*** ENTRIES SUPPLIED ***
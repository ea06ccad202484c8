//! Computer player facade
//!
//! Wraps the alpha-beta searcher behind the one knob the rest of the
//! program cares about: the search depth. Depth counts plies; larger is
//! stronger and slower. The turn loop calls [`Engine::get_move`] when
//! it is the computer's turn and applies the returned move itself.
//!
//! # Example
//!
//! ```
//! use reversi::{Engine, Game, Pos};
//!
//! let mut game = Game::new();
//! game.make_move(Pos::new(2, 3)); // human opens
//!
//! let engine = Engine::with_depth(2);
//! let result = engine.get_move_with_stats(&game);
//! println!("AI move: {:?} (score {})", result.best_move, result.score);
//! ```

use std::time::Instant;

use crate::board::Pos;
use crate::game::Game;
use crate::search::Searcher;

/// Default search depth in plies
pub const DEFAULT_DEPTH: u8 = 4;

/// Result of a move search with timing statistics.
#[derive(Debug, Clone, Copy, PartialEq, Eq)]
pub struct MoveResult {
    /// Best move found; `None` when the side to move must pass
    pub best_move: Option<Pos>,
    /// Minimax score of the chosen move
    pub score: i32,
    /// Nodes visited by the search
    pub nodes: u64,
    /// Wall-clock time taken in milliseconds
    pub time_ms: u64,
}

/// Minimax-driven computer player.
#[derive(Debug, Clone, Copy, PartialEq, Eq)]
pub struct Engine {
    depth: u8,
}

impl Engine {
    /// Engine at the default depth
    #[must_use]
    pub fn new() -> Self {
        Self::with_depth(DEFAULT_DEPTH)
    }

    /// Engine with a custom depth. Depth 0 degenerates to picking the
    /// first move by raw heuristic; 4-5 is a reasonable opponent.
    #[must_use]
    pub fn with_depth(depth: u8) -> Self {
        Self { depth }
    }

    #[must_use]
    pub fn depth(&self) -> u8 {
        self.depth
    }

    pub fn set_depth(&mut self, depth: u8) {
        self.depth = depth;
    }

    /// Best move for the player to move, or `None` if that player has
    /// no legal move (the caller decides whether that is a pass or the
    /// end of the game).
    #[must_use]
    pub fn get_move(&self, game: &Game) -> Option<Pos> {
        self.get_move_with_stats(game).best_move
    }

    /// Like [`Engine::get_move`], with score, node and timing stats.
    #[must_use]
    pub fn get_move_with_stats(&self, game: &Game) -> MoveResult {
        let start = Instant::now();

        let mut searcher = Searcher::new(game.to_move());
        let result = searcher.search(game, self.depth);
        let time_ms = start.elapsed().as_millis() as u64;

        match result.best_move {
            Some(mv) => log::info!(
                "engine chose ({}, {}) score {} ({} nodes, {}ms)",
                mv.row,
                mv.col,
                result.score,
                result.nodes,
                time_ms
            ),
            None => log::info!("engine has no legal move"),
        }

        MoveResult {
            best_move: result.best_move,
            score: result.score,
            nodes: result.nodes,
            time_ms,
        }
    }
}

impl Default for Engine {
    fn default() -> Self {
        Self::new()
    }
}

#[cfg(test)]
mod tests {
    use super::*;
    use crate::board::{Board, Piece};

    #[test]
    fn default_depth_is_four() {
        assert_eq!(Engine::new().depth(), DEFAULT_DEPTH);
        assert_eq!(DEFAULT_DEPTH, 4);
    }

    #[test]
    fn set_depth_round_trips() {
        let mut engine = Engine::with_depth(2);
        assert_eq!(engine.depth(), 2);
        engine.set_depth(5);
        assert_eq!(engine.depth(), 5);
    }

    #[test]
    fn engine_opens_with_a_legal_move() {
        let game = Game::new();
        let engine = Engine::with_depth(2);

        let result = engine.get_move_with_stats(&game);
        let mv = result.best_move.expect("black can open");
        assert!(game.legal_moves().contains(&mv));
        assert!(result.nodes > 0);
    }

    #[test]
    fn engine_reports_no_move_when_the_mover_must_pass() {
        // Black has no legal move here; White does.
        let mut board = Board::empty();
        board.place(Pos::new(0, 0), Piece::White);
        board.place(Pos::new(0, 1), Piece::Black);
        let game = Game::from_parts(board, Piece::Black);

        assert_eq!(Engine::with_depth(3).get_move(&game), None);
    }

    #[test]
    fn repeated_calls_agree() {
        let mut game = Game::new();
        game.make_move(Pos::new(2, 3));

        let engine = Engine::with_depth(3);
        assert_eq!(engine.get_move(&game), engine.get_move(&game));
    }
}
*** End of ENTRIES SUPPLIED ***
*** ENTRIES SUPPLIED ***
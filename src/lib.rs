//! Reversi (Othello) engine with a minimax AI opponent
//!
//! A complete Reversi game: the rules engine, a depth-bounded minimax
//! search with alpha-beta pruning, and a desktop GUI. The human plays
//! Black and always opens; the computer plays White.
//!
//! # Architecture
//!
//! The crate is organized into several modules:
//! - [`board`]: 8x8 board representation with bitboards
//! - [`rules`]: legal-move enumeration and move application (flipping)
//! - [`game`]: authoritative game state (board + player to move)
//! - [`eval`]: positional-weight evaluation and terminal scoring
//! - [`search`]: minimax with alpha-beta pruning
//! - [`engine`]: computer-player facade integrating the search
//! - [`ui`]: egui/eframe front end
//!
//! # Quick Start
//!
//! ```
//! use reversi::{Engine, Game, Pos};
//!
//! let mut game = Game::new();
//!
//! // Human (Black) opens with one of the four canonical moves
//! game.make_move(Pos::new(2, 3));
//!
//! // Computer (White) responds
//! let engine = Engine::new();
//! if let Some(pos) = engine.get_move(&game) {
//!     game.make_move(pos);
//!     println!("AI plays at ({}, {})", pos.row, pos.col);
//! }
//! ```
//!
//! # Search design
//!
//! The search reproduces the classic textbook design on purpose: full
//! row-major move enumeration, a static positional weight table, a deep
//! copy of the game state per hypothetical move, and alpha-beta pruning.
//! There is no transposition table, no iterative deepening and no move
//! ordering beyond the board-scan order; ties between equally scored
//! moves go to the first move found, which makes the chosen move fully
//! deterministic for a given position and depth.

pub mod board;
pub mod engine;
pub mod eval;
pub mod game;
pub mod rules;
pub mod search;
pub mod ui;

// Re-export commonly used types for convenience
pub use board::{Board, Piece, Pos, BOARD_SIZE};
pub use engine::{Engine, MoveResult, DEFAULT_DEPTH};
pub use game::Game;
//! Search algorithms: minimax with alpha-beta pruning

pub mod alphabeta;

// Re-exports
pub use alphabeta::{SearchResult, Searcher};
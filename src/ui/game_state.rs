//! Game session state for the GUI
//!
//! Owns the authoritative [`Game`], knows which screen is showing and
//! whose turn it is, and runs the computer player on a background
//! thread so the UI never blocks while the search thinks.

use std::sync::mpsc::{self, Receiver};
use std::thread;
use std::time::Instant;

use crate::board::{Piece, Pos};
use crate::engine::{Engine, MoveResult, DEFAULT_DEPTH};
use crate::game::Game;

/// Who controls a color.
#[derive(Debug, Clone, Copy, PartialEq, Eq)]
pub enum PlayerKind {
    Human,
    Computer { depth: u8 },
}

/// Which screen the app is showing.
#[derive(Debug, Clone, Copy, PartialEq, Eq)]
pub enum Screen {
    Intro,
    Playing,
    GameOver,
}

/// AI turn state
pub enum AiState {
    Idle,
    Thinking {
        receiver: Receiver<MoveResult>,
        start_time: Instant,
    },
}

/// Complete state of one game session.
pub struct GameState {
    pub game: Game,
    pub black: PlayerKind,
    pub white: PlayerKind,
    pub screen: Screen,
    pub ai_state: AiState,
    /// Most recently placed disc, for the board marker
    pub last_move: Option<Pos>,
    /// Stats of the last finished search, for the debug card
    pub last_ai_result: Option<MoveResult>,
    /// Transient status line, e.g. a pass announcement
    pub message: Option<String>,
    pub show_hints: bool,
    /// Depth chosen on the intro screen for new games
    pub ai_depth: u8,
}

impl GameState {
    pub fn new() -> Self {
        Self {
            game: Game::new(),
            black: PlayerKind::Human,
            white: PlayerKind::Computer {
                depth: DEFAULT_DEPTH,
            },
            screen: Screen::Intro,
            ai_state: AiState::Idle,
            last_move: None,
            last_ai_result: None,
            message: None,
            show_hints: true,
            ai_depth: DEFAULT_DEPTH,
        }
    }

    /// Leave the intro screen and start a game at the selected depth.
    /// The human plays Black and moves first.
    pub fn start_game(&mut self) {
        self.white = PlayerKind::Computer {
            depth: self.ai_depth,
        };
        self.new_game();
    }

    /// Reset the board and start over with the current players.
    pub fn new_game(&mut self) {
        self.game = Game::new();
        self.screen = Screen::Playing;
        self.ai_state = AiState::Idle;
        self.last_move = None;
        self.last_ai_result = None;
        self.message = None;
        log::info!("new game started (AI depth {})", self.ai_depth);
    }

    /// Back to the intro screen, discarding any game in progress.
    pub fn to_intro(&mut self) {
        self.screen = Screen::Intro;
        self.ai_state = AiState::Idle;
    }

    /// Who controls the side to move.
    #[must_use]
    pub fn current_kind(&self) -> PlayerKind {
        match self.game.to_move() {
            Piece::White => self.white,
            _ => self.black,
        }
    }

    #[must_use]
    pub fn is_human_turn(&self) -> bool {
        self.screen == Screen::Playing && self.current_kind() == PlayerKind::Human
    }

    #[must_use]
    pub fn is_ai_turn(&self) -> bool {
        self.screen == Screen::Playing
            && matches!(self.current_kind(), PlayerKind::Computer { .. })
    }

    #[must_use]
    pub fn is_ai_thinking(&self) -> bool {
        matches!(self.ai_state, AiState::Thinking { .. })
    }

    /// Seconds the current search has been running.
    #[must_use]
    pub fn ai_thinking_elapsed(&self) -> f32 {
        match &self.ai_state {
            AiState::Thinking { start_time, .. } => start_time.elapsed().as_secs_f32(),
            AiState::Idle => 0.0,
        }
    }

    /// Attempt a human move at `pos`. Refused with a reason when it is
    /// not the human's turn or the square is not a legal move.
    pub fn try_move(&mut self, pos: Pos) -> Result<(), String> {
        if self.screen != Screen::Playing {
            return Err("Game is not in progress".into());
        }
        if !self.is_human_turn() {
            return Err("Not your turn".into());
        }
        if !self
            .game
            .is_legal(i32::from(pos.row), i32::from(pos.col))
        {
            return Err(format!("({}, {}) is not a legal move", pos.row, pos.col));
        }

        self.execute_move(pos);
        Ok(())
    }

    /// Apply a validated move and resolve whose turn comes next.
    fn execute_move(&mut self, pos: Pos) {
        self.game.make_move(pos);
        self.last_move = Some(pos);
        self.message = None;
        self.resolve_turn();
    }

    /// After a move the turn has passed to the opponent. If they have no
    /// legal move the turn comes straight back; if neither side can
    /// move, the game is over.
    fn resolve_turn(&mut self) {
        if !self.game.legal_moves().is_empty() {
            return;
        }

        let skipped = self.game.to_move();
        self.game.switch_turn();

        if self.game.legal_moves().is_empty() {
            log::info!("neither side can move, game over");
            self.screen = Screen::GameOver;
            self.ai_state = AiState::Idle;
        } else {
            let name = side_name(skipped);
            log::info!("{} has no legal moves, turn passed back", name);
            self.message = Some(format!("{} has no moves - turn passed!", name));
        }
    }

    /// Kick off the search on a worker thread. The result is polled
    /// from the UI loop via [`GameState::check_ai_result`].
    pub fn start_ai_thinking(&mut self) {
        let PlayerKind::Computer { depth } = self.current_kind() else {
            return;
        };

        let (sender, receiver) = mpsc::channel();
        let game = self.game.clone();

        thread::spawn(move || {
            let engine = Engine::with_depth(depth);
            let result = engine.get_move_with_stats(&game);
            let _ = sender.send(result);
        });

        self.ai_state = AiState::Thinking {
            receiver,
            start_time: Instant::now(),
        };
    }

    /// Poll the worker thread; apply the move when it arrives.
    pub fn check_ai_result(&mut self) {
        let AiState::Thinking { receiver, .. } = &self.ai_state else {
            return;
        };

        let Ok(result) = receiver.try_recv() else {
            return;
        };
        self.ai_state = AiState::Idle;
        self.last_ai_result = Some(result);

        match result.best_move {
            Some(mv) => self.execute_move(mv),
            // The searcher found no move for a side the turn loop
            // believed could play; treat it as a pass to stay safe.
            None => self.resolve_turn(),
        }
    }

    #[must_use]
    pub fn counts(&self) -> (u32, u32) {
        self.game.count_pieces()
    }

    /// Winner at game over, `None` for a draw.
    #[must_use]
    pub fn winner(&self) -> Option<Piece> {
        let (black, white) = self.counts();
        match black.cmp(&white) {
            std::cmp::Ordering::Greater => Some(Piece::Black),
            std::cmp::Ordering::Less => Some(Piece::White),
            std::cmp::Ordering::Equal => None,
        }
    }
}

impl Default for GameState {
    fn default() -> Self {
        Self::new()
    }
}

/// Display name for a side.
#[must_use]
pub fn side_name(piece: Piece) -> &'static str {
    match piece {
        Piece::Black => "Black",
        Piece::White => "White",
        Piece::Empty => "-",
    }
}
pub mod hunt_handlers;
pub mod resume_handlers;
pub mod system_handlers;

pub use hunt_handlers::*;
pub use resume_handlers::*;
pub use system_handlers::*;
*** End of ENTRIES SUPPLIED ***
■ **THE PROBLEM**
Consider the entries above and return each line with the string "first".

■ **SOLUTION FOR THIS EXERCISE**
    /// first move by raw heuristic; 4-5 is a reasonable opponent.
//! moves go to the first move found, which makes the chosen move fully
    /// The human plays Black and moves first.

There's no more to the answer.